→ DIRECTIONS
How many lines in the data below include the word "Option"? State the number alone.

→ RECORDS SUPPLIED
========================================================================

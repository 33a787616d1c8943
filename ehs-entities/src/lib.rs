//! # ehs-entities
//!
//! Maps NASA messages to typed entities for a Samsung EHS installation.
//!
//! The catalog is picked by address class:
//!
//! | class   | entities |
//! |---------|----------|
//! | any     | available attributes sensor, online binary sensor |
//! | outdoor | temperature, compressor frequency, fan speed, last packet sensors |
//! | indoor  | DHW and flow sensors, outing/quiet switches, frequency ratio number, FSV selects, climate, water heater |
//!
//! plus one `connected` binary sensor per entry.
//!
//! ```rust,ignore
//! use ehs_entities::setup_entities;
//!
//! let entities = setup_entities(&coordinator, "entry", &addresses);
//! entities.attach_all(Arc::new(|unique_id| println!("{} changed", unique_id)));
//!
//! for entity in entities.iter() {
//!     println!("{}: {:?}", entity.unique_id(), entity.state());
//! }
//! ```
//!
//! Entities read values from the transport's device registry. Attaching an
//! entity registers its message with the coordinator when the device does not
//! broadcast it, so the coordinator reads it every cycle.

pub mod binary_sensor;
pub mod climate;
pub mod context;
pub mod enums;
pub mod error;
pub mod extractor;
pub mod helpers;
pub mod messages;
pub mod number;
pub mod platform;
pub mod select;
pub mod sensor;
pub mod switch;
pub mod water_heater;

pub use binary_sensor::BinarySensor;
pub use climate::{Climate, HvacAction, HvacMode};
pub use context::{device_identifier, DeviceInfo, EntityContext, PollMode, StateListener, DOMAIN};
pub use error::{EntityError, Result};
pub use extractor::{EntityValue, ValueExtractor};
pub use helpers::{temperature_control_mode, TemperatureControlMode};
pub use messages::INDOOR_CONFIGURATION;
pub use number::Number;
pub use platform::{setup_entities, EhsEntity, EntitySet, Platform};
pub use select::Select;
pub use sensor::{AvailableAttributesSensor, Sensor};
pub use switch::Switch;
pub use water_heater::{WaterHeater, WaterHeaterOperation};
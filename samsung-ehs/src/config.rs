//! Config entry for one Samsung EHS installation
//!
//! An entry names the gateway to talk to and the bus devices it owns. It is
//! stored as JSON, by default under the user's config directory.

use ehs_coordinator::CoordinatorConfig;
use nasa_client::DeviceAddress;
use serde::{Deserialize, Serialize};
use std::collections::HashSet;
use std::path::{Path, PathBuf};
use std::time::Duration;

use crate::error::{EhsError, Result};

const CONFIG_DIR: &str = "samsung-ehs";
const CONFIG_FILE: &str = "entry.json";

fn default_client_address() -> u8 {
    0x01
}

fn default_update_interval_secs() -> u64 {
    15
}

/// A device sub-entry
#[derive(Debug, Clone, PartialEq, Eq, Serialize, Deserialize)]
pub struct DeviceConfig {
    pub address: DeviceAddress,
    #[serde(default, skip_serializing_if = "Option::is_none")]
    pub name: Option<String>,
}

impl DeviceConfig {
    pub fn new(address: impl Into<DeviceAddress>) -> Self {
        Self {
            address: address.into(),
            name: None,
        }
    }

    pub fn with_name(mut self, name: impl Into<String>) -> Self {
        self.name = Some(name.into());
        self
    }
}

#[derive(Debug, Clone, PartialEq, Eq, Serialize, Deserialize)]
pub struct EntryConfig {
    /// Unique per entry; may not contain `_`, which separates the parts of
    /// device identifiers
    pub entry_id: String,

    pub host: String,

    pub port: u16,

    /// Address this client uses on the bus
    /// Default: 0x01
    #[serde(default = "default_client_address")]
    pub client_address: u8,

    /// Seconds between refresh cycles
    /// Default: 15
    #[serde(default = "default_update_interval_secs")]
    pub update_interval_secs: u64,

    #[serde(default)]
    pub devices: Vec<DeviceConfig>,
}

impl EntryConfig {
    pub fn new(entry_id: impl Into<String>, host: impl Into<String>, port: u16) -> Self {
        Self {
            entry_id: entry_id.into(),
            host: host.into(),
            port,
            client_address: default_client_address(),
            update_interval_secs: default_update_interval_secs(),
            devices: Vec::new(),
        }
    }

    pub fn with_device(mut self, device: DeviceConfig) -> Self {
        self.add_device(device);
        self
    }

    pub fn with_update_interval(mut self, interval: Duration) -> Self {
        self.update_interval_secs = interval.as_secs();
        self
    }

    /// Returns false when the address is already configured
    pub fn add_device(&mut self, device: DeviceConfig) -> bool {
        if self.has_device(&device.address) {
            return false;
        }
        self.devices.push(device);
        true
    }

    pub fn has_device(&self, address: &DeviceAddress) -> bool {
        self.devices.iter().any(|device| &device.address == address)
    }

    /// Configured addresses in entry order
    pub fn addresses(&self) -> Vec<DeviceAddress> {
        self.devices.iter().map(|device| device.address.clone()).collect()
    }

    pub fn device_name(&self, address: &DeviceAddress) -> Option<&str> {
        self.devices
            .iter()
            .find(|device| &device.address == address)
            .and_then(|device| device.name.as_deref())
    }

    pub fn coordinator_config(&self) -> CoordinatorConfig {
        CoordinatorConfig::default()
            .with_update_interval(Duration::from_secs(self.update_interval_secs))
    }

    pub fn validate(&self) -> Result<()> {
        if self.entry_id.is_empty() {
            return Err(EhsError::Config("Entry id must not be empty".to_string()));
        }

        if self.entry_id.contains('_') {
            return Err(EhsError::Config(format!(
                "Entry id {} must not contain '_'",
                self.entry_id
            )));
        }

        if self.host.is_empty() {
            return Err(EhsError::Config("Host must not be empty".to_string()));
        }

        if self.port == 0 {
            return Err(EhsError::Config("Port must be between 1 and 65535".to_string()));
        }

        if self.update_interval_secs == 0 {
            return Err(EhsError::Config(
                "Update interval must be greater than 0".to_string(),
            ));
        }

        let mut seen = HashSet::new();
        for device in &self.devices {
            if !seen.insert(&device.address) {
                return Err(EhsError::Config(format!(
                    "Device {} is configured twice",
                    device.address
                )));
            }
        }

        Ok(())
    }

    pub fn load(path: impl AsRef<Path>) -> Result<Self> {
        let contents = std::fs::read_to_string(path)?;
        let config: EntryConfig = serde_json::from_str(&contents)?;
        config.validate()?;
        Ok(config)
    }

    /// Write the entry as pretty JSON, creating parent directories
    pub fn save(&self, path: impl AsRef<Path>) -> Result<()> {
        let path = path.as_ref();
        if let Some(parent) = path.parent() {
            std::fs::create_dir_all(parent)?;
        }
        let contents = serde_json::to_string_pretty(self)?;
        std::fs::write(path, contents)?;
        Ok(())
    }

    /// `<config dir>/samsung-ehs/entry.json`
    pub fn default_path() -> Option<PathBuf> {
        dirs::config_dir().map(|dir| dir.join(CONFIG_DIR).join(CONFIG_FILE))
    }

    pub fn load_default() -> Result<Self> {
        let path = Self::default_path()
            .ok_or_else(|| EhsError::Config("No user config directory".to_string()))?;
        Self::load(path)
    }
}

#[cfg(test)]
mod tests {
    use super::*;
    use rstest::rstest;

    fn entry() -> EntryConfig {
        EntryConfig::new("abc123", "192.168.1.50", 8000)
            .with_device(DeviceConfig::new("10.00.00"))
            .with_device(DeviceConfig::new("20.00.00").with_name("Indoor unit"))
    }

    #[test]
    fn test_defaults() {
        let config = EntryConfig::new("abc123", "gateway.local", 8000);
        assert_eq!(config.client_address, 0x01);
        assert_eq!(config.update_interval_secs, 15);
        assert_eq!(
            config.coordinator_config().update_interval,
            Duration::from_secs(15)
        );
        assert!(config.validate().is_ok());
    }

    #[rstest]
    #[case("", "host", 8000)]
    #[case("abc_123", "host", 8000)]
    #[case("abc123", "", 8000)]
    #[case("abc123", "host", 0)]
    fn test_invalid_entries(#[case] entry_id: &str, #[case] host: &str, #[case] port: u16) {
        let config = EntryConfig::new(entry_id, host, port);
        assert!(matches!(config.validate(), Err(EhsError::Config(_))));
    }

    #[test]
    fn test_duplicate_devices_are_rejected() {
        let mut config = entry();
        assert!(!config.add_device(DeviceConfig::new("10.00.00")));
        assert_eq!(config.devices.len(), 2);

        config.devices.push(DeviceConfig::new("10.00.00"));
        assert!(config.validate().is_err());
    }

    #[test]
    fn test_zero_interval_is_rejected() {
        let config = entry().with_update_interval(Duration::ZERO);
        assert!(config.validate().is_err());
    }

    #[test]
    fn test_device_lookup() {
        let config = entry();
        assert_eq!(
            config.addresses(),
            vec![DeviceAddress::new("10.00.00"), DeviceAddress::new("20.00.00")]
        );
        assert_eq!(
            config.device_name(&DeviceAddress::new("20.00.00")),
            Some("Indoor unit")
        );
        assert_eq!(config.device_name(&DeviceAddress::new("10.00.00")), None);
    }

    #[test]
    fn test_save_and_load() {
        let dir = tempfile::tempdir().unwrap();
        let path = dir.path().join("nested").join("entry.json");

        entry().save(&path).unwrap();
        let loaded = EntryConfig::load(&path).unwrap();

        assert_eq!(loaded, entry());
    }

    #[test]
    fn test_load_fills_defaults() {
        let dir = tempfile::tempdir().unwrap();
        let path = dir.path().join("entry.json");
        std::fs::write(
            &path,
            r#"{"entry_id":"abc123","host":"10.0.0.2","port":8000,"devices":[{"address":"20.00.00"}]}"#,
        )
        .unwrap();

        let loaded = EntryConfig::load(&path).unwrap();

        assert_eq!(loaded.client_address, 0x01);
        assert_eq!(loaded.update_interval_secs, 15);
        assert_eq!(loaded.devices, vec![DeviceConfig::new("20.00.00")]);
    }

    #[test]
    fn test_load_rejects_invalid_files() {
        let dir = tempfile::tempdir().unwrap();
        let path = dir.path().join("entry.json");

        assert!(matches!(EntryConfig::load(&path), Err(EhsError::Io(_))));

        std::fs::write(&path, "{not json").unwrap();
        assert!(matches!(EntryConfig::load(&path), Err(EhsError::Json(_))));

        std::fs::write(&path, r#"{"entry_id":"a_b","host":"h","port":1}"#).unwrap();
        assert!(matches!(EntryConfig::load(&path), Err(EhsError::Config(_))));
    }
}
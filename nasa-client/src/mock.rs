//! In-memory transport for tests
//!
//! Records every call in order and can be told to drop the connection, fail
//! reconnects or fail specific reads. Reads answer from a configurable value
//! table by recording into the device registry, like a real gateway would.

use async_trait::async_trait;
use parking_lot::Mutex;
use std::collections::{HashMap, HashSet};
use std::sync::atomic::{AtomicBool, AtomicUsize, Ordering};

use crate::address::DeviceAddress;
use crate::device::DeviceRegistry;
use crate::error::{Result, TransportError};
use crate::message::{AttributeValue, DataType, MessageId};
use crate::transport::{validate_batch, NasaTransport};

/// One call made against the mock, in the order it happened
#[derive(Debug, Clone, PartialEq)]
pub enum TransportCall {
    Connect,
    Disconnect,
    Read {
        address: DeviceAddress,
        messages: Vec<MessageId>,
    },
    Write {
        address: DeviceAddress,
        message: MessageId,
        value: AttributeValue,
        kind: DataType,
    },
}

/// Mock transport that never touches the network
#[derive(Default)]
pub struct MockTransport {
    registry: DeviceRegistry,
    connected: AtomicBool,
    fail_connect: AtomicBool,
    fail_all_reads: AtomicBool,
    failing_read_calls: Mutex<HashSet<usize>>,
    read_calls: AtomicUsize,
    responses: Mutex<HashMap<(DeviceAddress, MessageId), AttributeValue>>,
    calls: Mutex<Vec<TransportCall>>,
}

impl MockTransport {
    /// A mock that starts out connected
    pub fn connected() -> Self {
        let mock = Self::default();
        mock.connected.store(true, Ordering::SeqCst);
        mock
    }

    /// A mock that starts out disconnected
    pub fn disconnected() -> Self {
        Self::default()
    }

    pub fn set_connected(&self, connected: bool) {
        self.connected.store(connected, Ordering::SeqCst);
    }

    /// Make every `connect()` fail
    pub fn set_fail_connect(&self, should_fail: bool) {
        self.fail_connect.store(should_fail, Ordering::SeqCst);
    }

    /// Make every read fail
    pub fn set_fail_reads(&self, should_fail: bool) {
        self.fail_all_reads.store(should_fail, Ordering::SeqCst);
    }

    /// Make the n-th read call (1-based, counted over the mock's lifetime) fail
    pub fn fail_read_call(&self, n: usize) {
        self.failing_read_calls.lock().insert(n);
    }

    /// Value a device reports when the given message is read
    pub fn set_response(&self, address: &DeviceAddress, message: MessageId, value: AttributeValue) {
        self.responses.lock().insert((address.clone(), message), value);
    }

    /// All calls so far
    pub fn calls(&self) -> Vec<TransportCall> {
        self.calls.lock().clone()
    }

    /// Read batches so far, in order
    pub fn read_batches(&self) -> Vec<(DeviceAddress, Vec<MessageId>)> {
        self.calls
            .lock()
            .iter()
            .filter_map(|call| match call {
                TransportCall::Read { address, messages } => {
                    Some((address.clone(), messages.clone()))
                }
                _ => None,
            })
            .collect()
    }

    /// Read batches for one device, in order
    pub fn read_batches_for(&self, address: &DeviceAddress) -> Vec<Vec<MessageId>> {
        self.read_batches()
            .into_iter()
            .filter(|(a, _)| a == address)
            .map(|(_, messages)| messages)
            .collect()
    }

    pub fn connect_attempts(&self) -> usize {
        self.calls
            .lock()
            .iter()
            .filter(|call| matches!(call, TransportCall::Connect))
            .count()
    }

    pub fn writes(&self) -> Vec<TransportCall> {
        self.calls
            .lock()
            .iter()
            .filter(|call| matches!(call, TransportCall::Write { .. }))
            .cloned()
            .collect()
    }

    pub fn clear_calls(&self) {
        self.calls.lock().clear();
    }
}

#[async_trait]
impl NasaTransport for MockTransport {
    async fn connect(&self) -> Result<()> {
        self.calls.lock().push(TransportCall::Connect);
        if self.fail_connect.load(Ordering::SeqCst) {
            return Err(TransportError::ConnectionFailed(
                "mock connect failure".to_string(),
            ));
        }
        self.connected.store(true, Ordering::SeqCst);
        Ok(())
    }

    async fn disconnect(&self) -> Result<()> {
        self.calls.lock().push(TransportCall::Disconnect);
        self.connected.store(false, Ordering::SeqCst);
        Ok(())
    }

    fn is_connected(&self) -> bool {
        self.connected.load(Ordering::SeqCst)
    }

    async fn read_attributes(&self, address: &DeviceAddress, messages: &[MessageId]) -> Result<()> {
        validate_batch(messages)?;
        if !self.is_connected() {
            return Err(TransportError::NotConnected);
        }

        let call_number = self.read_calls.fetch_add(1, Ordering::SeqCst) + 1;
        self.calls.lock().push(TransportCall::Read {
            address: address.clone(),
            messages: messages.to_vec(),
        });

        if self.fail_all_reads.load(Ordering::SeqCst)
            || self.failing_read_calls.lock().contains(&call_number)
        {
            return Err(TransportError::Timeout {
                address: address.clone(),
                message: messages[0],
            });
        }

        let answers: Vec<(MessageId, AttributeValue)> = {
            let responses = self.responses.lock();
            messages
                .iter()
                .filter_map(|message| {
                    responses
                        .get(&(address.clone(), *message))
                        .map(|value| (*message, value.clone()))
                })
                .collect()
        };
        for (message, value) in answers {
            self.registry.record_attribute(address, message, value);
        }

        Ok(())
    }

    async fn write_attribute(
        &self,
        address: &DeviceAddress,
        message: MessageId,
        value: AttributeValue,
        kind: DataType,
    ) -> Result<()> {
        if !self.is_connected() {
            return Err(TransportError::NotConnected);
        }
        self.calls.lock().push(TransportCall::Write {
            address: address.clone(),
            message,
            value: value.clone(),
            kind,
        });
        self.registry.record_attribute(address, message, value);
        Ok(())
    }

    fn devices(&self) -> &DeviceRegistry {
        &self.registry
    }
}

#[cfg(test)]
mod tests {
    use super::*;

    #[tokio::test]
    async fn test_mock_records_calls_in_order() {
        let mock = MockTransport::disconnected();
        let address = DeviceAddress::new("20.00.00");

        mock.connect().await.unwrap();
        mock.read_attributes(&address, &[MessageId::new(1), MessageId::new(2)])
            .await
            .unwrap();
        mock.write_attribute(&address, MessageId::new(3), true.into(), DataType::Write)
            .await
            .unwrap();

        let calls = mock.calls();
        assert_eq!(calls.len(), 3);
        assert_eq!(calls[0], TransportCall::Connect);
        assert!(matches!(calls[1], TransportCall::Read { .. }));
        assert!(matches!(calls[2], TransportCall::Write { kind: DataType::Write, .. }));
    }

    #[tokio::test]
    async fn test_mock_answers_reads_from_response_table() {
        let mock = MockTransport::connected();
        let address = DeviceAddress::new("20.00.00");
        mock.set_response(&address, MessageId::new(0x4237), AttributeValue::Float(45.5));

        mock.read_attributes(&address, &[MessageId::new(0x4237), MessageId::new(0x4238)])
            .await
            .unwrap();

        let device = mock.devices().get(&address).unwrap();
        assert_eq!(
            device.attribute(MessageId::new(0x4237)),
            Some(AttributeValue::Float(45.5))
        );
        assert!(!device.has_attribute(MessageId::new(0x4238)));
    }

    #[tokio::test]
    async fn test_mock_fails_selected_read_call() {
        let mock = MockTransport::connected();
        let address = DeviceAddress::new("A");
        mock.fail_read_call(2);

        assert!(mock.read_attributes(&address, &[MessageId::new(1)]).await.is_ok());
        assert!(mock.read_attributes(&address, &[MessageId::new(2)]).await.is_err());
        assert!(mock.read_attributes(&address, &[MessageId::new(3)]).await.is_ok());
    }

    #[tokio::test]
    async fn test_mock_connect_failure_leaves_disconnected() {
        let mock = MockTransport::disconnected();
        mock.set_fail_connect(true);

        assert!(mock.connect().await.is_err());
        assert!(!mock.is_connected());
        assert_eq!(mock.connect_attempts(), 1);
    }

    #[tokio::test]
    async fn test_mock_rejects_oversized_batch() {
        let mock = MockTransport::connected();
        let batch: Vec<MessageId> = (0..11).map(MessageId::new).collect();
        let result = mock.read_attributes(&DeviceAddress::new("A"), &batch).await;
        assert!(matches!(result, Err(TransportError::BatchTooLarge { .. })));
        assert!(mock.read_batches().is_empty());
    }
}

========================================================================

→ RESULT OF THIS EXERCISE
4